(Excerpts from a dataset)
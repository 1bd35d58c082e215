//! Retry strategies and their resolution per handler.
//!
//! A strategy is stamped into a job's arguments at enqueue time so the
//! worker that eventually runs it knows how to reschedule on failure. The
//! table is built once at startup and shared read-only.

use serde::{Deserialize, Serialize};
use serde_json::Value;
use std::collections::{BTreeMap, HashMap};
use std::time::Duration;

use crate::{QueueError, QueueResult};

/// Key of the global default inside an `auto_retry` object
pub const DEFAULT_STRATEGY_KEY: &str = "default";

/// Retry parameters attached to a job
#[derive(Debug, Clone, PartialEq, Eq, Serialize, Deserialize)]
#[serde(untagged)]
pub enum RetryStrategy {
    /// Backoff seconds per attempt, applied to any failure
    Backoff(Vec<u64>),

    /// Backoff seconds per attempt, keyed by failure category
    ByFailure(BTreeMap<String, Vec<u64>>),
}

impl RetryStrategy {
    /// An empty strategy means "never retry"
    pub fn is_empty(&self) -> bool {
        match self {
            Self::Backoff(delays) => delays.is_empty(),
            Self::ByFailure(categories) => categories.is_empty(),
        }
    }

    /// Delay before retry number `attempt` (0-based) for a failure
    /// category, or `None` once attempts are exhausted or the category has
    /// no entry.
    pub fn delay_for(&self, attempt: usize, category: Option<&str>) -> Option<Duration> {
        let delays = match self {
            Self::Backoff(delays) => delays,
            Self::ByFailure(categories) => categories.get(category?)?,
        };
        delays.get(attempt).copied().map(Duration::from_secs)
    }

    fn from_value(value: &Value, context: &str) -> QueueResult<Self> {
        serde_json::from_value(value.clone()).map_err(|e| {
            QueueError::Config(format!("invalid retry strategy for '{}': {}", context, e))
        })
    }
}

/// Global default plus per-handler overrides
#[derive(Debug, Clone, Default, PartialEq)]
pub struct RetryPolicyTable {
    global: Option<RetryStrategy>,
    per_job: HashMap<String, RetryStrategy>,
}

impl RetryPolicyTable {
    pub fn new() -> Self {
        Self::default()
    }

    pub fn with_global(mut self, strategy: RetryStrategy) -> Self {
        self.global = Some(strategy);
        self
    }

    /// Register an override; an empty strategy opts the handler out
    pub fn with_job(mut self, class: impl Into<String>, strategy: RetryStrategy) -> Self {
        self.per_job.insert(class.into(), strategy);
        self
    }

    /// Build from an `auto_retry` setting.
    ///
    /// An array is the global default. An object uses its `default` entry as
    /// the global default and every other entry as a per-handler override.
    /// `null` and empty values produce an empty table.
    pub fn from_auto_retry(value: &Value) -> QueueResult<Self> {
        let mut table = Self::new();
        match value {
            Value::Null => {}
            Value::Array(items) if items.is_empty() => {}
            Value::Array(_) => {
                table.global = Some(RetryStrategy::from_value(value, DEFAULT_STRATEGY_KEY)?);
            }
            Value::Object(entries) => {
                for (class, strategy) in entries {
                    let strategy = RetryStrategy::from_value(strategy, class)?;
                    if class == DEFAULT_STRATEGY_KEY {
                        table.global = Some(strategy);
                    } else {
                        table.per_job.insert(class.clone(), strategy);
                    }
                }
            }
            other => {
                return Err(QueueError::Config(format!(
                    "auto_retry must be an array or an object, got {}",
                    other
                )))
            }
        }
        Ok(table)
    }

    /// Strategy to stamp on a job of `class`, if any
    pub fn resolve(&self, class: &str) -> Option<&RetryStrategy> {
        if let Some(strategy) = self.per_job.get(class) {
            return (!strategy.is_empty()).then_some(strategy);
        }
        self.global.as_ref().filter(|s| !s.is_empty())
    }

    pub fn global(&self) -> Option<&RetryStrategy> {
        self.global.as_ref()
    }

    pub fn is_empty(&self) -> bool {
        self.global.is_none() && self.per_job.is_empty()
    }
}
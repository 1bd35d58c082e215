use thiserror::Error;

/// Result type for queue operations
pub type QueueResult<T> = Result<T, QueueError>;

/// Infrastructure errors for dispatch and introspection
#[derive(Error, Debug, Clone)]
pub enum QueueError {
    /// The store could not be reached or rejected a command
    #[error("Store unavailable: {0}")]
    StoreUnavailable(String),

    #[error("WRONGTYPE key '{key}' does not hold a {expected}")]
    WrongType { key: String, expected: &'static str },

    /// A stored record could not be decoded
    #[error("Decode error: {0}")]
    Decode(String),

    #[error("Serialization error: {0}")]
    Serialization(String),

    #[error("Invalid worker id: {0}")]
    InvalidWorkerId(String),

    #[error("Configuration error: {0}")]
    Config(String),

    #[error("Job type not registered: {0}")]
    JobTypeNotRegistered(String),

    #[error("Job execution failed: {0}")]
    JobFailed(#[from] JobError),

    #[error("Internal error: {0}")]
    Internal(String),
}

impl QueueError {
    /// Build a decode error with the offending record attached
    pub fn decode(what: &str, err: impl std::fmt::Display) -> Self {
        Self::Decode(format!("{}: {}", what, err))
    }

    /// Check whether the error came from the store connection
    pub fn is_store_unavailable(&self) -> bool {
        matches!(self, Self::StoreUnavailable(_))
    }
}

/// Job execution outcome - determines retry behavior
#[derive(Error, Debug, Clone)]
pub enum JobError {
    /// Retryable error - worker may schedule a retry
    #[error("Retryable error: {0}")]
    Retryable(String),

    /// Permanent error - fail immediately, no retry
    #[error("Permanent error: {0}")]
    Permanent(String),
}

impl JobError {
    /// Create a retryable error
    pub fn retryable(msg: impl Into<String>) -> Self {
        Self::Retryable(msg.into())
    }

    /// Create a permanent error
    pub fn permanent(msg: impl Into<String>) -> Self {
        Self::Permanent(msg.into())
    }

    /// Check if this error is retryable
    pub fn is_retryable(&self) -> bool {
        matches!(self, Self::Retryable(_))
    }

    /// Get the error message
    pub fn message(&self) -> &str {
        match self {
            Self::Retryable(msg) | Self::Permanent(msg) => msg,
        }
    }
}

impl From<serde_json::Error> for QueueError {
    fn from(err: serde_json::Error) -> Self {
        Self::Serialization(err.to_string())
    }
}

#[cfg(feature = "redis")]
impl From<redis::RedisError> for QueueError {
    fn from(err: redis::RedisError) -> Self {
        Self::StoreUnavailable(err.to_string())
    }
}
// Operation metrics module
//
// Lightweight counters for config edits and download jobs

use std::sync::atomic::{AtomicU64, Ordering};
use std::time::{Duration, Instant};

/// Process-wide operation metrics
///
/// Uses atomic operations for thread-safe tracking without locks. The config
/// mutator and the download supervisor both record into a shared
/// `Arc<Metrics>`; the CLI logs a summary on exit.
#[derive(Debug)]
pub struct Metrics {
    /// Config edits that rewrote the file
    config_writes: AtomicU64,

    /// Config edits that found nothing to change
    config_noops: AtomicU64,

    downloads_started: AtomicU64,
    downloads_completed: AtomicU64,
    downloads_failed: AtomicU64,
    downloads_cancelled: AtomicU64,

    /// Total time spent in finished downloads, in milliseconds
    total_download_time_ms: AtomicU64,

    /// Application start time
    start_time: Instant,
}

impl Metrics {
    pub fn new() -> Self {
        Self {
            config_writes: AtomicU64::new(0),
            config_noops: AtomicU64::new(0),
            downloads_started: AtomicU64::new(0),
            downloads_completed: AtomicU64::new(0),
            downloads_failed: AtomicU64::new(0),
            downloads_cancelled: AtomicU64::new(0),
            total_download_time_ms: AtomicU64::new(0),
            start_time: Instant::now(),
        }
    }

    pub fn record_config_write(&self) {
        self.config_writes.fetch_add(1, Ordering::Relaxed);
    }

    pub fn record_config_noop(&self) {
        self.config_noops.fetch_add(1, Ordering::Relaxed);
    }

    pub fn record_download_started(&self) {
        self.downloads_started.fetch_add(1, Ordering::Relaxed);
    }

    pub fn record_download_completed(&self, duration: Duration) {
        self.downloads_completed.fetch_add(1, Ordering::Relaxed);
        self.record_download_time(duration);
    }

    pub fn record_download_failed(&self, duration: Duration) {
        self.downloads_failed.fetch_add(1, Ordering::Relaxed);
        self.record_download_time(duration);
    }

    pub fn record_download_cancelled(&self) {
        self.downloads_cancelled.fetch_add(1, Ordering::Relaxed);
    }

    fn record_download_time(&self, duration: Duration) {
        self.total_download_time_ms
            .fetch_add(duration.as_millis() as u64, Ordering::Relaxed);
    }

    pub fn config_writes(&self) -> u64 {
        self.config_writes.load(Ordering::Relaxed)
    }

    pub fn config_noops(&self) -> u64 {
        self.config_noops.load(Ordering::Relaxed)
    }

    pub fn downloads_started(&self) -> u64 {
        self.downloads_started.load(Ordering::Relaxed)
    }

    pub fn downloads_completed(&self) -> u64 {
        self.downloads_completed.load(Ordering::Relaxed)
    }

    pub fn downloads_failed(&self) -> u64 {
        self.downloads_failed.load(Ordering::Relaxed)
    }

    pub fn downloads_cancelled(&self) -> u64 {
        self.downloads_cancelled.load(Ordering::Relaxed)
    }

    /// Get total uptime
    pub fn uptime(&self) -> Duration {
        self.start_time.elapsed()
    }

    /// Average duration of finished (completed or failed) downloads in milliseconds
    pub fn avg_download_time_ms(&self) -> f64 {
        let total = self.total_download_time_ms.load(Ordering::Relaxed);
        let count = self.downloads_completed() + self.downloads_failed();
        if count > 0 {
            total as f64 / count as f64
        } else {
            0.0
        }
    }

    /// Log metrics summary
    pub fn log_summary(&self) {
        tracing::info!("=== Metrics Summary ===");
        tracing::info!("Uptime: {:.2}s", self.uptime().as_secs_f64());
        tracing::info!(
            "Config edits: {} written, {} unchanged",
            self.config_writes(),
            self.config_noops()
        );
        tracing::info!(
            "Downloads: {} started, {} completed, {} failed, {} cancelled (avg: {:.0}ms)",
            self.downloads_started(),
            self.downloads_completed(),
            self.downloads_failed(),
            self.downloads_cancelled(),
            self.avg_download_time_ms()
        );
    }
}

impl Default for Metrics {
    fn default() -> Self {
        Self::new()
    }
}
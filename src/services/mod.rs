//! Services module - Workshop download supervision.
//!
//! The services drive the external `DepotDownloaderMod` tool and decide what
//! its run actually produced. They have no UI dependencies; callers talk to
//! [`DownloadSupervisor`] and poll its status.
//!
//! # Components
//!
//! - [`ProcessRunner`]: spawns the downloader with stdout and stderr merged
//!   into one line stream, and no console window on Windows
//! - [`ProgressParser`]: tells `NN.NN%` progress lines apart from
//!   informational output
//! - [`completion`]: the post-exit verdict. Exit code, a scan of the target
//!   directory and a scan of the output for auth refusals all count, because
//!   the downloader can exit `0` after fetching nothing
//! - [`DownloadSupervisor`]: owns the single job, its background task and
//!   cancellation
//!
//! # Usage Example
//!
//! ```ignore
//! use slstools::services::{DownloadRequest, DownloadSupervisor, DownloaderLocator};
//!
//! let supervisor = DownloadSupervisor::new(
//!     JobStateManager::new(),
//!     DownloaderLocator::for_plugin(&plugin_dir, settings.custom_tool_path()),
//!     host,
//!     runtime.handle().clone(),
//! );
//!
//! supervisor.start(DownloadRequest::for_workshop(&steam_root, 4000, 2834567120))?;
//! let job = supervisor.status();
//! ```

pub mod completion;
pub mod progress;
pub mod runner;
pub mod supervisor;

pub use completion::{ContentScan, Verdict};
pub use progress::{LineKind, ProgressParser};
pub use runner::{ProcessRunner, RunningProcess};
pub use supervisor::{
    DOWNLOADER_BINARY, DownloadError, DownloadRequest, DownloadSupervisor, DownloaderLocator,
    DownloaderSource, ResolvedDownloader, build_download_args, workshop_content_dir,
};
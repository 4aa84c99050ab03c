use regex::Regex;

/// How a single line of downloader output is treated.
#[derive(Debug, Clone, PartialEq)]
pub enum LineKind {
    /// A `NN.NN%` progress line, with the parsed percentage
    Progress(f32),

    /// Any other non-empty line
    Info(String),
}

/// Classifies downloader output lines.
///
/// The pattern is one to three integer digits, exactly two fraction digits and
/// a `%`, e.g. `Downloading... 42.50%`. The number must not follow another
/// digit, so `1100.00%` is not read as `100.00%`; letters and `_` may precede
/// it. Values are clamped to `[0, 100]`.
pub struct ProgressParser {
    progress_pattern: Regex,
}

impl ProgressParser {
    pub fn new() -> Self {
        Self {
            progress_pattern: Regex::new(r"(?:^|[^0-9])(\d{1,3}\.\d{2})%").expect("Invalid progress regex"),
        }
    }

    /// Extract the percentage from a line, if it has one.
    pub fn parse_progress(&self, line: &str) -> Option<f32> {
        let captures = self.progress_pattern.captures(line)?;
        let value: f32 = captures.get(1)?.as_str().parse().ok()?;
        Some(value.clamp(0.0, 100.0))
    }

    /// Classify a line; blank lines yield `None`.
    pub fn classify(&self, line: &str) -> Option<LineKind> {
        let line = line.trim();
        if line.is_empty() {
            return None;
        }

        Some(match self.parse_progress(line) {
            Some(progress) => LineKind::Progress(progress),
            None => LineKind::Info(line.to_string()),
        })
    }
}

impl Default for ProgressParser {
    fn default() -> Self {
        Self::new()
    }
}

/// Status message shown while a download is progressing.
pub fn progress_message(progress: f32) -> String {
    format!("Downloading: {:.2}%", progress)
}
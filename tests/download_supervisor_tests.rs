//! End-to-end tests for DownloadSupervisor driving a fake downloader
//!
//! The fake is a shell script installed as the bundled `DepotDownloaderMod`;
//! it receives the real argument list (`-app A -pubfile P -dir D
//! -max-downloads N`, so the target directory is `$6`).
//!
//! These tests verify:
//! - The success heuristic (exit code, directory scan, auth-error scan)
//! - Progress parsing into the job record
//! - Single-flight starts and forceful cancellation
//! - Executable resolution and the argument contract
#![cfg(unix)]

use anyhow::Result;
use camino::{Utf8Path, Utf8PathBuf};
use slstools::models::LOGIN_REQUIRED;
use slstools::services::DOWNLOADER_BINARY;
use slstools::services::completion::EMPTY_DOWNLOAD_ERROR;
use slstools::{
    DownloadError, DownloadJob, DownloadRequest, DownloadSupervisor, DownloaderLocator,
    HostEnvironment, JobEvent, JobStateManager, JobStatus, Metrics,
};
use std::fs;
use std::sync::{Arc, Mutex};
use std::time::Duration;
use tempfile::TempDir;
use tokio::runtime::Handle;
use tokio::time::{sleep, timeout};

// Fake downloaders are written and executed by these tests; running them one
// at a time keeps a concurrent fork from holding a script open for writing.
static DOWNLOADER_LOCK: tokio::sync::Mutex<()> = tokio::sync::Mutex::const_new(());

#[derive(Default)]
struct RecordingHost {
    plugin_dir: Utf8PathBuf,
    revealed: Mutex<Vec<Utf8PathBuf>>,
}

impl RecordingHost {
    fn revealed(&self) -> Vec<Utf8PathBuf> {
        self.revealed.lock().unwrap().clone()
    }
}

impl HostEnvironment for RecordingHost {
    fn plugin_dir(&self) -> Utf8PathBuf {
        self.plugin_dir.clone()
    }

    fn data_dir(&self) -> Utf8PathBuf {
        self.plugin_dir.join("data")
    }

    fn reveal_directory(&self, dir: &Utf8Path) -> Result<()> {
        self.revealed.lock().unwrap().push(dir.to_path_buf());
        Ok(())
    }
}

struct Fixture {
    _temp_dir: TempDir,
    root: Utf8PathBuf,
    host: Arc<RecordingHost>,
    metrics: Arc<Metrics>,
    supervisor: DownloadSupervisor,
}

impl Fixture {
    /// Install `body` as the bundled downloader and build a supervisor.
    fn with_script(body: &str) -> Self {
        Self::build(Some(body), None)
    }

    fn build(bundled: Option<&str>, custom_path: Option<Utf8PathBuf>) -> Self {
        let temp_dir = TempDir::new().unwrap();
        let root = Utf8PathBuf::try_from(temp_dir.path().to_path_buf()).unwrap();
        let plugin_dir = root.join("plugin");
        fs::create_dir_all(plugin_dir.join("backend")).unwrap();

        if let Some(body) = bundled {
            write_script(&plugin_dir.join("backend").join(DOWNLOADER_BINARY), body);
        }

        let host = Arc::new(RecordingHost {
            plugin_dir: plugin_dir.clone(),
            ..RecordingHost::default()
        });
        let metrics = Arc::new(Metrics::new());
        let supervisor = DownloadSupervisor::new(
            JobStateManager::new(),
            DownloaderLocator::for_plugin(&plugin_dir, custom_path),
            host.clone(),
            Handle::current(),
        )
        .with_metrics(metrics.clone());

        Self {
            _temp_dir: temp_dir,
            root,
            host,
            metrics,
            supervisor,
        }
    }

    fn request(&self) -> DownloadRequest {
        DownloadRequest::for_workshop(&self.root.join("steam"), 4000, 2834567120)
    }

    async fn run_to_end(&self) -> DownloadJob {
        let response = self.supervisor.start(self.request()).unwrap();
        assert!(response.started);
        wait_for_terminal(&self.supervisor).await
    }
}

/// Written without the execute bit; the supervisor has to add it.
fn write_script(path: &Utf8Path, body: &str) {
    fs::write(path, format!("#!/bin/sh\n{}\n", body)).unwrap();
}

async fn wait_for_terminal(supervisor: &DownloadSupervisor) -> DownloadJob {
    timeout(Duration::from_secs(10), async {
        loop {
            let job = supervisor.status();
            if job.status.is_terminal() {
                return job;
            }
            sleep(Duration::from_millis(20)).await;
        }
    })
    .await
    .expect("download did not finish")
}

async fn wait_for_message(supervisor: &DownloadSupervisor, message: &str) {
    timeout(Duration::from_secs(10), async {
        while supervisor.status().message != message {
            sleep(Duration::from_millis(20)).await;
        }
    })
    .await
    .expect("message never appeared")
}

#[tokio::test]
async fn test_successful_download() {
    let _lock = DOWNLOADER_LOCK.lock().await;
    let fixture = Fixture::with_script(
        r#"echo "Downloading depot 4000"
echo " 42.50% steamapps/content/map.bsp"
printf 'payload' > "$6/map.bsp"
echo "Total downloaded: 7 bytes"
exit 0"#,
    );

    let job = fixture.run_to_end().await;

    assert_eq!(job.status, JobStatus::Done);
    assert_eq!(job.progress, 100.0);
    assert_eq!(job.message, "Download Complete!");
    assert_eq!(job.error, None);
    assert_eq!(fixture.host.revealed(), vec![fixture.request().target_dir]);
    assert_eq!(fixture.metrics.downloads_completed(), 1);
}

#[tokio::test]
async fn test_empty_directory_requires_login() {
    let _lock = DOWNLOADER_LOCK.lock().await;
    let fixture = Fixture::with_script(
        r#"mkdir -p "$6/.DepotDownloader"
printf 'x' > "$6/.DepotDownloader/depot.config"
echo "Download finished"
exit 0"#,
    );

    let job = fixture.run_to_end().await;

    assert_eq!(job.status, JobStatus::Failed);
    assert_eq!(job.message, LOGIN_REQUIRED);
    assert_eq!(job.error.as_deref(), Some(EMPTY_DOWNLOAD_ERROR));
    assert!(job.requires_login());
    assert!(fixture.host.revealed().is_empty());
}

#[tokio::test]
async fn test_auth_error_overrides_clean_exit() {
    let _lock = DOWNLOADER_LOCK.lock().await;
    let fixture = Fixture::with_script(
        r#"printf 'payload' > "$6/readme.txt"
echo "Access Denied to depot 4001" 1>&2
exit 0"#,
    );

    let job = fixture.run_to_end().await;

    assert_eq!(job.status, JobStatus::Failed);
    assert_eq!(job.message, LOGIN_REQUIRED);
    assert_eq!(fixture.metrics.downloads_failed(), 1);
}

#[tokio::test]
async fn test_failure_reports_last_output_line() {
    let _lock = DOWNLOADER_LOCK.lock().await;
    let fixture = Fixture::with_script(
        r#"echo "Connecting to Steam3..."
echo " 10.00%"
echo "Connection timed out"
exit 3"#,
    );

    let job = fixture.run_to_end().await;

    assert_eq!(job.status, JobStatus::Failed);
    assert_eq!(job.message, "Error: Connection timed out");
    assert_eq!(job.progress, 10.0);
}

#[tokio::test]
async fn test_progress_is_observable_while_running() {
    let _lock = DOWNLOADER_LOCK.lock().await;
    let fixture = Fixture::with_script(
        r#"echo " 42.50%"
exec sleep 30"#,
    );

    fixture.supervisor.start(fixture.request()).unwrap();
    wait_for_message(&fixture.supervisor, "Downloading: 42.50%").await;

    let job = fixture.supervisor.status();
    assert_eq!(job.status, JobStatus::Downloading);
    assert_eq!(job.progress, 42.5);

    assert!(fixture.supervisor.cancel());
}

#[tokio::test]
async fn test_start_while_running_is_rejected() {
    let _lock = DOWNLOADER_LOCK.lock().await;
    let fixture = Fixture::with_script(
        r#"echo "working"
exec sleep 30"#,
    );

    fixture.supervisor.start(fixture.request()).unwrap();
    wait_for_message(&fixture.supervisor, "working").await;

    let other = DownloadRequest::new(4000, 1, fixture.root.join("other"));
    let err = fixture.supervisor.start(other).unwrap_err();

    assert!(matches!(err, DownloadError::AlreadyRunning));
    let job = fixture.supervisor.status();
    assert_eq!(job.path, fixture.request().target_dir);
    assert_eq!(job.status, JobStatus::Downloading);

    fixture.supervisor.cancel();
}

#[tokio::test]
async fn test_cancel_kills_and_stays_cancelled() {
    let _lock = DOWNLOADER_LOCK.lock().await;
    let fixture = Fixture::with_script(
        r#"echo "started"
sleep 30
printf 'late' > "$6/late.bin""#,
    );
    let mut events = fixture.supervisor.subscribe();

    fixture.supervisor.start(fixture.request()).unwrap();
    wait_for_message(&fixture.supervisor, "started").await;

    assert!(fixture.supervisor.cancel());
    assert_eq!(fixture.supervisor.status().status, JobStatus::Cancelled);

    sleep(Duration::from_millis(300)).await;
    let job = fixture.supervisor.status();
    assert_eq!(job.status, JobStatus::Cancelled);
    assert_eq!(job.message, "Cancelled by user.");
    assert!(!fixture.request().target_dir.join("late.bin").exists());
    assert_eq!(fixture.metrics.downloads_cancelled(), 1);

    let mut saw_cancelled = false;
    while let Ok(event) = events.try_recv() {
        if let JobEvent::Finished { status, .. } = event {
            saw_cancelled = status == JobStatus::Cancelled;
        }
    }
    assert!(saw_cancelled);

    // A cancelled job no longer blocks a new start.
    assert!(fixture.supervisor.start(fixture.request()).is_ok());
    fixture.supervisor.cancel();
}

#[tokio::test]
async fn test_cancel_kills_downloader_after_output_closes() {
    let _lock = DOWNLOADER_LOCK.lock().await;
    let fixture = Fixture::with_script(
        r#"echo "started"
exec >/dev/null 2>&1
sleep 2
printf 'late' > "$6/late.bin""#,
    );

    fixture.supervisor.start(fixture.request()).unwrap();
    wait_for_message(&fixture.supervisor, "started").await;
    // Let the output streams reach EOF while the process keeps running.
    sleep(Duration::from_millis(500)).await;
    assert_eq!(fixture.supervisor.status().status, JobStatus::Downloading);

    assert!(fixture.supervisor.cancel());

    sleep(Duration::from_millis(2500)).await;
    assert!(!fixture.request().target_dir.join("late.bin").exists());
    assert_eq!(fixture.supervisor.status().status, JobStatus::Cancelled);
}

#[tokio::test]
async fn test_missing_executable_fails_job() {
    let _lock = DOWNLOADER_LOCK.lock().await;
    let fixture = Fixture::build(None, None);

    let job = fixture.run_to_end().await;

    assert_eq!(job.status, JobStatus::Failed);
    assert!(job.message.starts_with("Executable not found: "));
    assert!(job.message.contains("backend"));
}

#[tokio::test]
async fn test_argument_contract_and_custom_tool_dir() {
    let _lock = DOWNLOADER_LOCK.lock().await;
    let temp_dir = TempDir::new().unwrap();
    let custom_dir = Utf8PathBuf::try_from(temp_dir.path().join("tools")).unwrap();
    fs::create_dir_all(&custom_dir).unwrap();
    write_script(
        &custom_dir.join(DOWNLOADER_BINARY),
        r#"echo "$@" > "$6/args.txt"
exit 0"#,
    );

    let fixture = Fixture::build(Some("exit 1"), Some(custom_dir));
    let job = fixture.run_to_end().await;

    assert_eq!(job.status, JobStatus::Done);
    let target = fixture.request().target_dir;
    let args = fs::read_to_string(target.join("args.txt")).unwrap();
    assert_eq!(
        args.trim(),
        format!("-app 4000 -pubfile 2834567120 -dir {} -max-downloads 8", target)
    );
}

• **WHAT IS EXPECTED**
All that belongs in the answer is the lines from the start of the entries above through the line containing "of the global", each given exactly.

• **RESULT OF THIS TASK**
repository 1bd35d58c082e215
//! Retry strategies and their resolution per handler.
//!
//! A strategy is stamped into a job's arguments at enqueue time so the
//! worker that eventually runs it knows how to reschedule on failure. The
//! table is built once at startup and shared read-only.

use serde::{Deserialize, Serialize};
use serde_json::Value;
use std::collections::{BTreeMap, HashMap};
use std::time::Duration;

use crate::{QueueError, QueueResult};

/// Key of the global default inside an `auto_retry` object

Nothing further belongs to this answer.